[[ Material shown, beginning ]]

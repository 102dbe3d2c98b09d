//! Quotecard renders short quotes onto gradient cards.
//!
//! A request is a handful of raw strings: the text, a font name, a palette name or two hex
//! colors, and two alignments. The pipeline is:
//!
//! 1. **Resolve**: validate the strings into a [`RenderRequest`] (colors from [`PALETTES`] or
//!    [`parse_hex`], fonts from [`FONTS`] through the on-disk [`FontCache`]).
//! 2. **Compose**: vertical gradient, character-count word wrap, per-line alignment, white
//!    glyphs rasterized with `vello_cpu`.
//! 3. **Persist**: a fresh `temp_image_<uuid>.png` that the caller owns.
//!
//! [`Engine::create_image`] runs all three. The [`bot`] module drives it from a Telegram chat
//! through a step-by-step [`Wizard`].
#![forbid(unsafe_code)]

mod assets;
/// Chat transport: wizard state machine, Telegram client and update dispatcher.
pub mod bot;
mod engine;
mod foundation;
mod render;

#[cfg(test)]
#[path = "../tests/support/mod.rs"]
mod test_support;

pub use assets::color::{PALETTES, Palette, palette_by_name, palette_names, parse_hex, resolve_colors};
pub use assets::fonts::{
    DEFAULT_FETCH_TIMEOUT, FONTS, FontCache, FontFetcher, FontSpec, HttpFontFetcher, ResolvedFont,
    font_by_name, font_names, resolve_font,
};
pub use assets::store::{ShapedLine, TextBrushRgba8, TextLayoutEngine};
pub use bot::dispatch::{Dispatcher, PollOpts, run_polling};
pub use bot::telegram::{BotApi, DEFAULT_API_BASE, TelegramClient, Update};
pub use bot::wizard::{CUSTOM_COLORS, Input, Keyboard, Prompt, Step, Wizard, WizardState};
pub use engine::{Engine, EngineOpts, RenderParams};
pub use foundation::core::{Canvas, ColorPair, HAlign, Point, Rgb8, Size, VAlign};
pub use foundation::error::{QuoteError, QuoteResult};
pub use render::gradient::{blend_masked, row_mask, vertical_gradient};
pub use render::layout::{
    LINE_SPACING, TEXT_MARGIN, WRAP_WIDTH, block_height, block_top, line_left, place_lines,
    wrap_text,
};
pub use render::pipeline::{
    OUTPUT_PREFIX, RenderRequest, render_image, render_to_file, write_png_unique,
};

[[ Material shown, end ]]

» **What this task involves**: Please return exactly the lines from the first line of the material through the one with "mod test_support;", and no lines after it.

» **Task result**:
repository 102dbe3d2c98b09d
//! Quotecard renders short quotes onto gradient cards.
//!
//! A request is a handful of raw strings: the text, a font name, a palette name or two hex
//! colors, and two alignments. The pipeline is:
//!
//! 1. **Resolve**: validate the strings into a [`RenderRequest`] (colors from [`PALETTES`] or
//!    [`parse_hex`], fonts from [`FONTS`] through the on-disk [`FontCache`]).
//! 2. **Compose**: vertical gradient, character-count word wrap, per-line alignment, white
//!    glyphs rasterized with `vello_cpu`.
//! 3. **Persist**: a fresh `temp_image_<uuid>.png` that the caller owns.
//!
//! [`Engine::create_image`] runs all three. The [`bot`] module drives it from a Telegram chat
//! through a step-by-step [`Wizard`].
#![forbid(unsafe_code)]

mod assets;
/// Chat transport: wizard state machine, Telegram client and update dispatcher.
pub mod bot;
mod engine;
mod foundation;
mod render;

#[cfg(test)]
#[path = "../tests/support/mod.rs"]
mod test_support;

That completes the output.